BACKGROUND

Anterior cruciate ligament (ACL) and meniscal injuries are commonly diagnosed with multi-plane magnetic resonance imaging (MRI), but most artificial intelligence (AI) models use single-plane input, leaving the roles of each plane underexplored. This study aimed to investigate the differential impacts and interactions of sagittal, coronal, and axial knee MRI planes on the detection of ACL tears and meniscal tears within a deep learning (DL) model.

METHODS

The MRNet dataset, consisting of 1,130 training cases and 120 validation cases, was employed to develop the TripleMRNet model. This model was trained on images from one, two, or three planes, resulting in seven combinations. This study systematically compared diagnostic performance across these combinations with gradient-weighted class activation mapping (Grad-CAM) providing interpretability analysis.

RESULTS

For ACL tear detection, the three-plane model demonstrated the highest performance, achieving an accuracy (ACC) of 0.925, sensitivity (SEN) of 0.944, specificity (SPE) of 0.909, and F1 score of 0.919. The coronal model had the lowest ACC (0.842), SPE (0.833), and F1 score (0.829).

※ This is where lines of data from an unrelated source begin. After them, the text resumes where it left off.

//! Active falling piece logic

use crate::board::Board;
use crate::tetromino::TetrominoType;
use ratatui::style::Color;

/// Column of the spawn anchor; shape offsets are added to (0, SPAWN_COL)
pub const SPAWN_COL: i32 = 3;

/// A block position in grid units. Row 0 is the top of the board.
#[derive(Debug, Clone, Copy, PartialEq, Eq, Hash)]
pub struct Position {
    pub row: i32,
    pub col: i32,
}

impl Position {
    pub const fn new(row: i32, col: i32) -> Self {
        Self { row, col }
    }
}

/// An active falling piece
#[derive(Debug, Clone, PartialEq, Eq)]
pub struct Piece {
    /// The type of tetromino
    pub piece_type: TetrominoType,
    /// Color the blocks take when locked
    pub color: Color,
    /// Absolute positions of the 4 blocks
    blocks: [Position; 4],
}

impl Piece {
    /// Create a new piece at the spawn anchor
    pub fn spawn(piece_type: TetrominoType, color: Color) -> Self {
        let blocks = piece_type
            .offsets()
            .map(|(dr, dc)| Position::new(dr, SPAWN_COL + dc));
        Self {
            piece_type,
            color,
            blocks,
        }
    }

    /// Get the absolute positions of all 4 blocks
    pub fn blocks(&self) -> [Position; 4] {
        self.blocks
    }

    /// Whether a block of this piece sits at (row, col)
    pub fn occupies(&self, row: i32, col: i32) -> bool {
        self.blocks.contains(&Position::new(row, col))
    }

    fn translated(&self, dr: i32, dc: i32) -> [Position; 4] {
        self.blocks.map(|p| Position::new(p.row + dr, p.col + dc))
    }

    /// Block positions after a quarter turn about the pivot block.
    ///
    /// With x = col and y = row: x' = px - (y - py), y' = py + (x - px).
    /// Since rows grow downward this turns the piece clockwise on screen.
    fn rotated(&self) -> [Position; 4] {
        let Some(pivot) = self.piece_type.pivot().map(|i| self.blocks[i]) else {
            return self.blocks;
        };
        self.blocks.map(|p| {
            Position::new(
                pivot.row + (p.col - pivot.col),
                pivot.col - (p.row - pivot.row),
            )
        })
    }

    /// Validate a candidate and commit it. On rejection nothing changes.
    fn try_commit(&mut self, candidate: [Position; 4], board: &Board, what: &str) -> bool {
        match board.check_blocks(&candidate) {
            Ok(()) => {
                self.blocks = candidate;
                true
            }
            Err(reason) => {
                tracing::trace!(piece = self.piece_type.name(), ?reason, "{} rejected", what);
                false
            }
        }
    }

    /// Try to move left, returns true if successful
    pub fn move_left(&mut self, board: &Board) -> bool {
        self.try_commit(self.translated(0, -1), board, "move left")
    }

    /// Try to move right, returns true if successful
    pub fn move_right(&mut self, board: &Board) -> bool {
        self.try_commit(self.translated(0, 1), board, "move right")
    }

    /// Try to move down one row, returns true if successful
    pub fn soft_drop(&mut self, board: &Board) -> bool {
        self.try_commit(self.translated(1, 0), board, "soft drop")
    }

    /// Try to rotate a quarter turn about the pivot block
    pub fn rotate(&mut self, board: &Board) -> bool {
        self.try_commit(self.rotated(), board, "rotate")
    }

    /// Hard drop - move down as far as possible and return distance dropped
    pub fn hard_drop(&mut self, board: &Board) -> u32 {
        let mut distance = 0;
        while self.soft_drop(board) {
            distance += 1;
        }
        distance
    }

    /// Where the piece would come to rest if dropped now
    pub fn ghost_blocks(&self, board: &Board) -> [Position; 4] {
        let mut ghost = self.blocks;
        loop {
            let next = ghost.map(|p| Position::new(p.row + 1, p.col));
            if !board.are_positions_valid(&next) {
                return ghost;
            }
            ghost = next;
        }
    }

    /// Whether every block lies inside the visible grid
    pub fn is_within_bounds(&self, board: &Board) -> bool {
        self.blocks
            .iter()
            .all(|p| board.get(p.row, p.col).is_some())
    }
}
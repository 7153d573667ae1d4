//! Scoring for line clears

/// Points awarded by number of rows cleared at once
const CLEAR_POINTS: [u64; 5] = [0, 100, 300, 700, 1500];

/// Points for clearing `lines` rows with a single lock.
///
/// Four-block pieces cannot clear more than four rows; larger counts get
/// the four-row award.
pub fn points_for(lines: usize) -> u64 {
    CLEAR_POINTS[lines.min(CLEAR_POINTS.len() - 1)]
}

/// Display name for a clear, shown in the stats panel
pub fn clear_name(lines: usize) -> Option<&'static str> {
    match lines {
        0 => None,
        1 => Some("Single"),
        2 => Some("Double"),
        3 => Some("Triple"),
        _ => Some("Tetris"),
    }
}

/// Running score for one game
#[derive(Debug, Clone, Default, PartialEq, Eq)]
pub struct Score {
    /// Current score
    pub points: u64,
    /// Total lines cleared
    pub lines: u32,
}

impl Score {
    pub fn new() -> Self {
        Self::default()
    }

    /// Add the award for a lock that cleared `lines` rows, returns the award
    pub fn add_clear(&mut self, lines: usize) -> u64 {
        let award = points_for(lines);
        self.points = self.points.saturating_add(award);
        self.lines = self.lines.saturating_add(lines as u32);
        award
    }

    /// Back to zero for a new game
    pub fn reset(&mut self) {
        *self = Self::default();
    }
}

#[cfg(test)]
mod tests {
    use super::*;

    #[test]
    fn test_points_table() {
        assert_eq!(points_for(0), 0);
        assert_eq!(points_for(1), 100);
        assert_eq!(points_for(2), 300);
        assert_eq!(points_for(3), 700);
        assert_eq!(points_for(4), 1500);
    }

    #[test]
    fn test_oversized_clear_is_clamped() {
        assert_eq!(points_for(5), 1500);
        assert_eq!(points_for(20), 1500);
    }

    #[test]
    fn test_single_clear() {
        let mut score = Score::new();
        assert_eq!(score.add_clear(1), 100);
        assert_eq!(score.points, 100);
        assert_eq!(score.lines, 1);
    }

    #[test]
    fn test_tetris() {
        let mut score = Score::new();
        score.add_clear(4);
        score.add_clear(0);
        assert_eq!(score.points, 1500);
        assert_eq!(score.lines, 4);
    }

    #[test]
    fn test_reset() {
        let mut score = Score::new();
        score.add_clear(2);
        score.reset();
        assert_eq!(score, Score::new());
    }
}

For meniscal tear detection, although SEN remained similar across all seven models, the 3-plane model demonstrated superior performance in terms of ACC (0.783), SPE (0.824), and F1 score (0.745). The axial model ranked just below the 3-plane model across these three metrics, with only a slight margin. Conversely, the sagittal model performed the worst, with an ACC of 0.633, SPE of 0.545, and an F1 score of 0.639.

CONCLUSIONS

The sagittal plane was shown to be the most effective for detecting ACL tears, with the axial MR images also demonstrating significant utility. For meniscal tear detection, the axial plane markedly outperformed the other two planes, and the sagittal plane exhibited the poorest performance.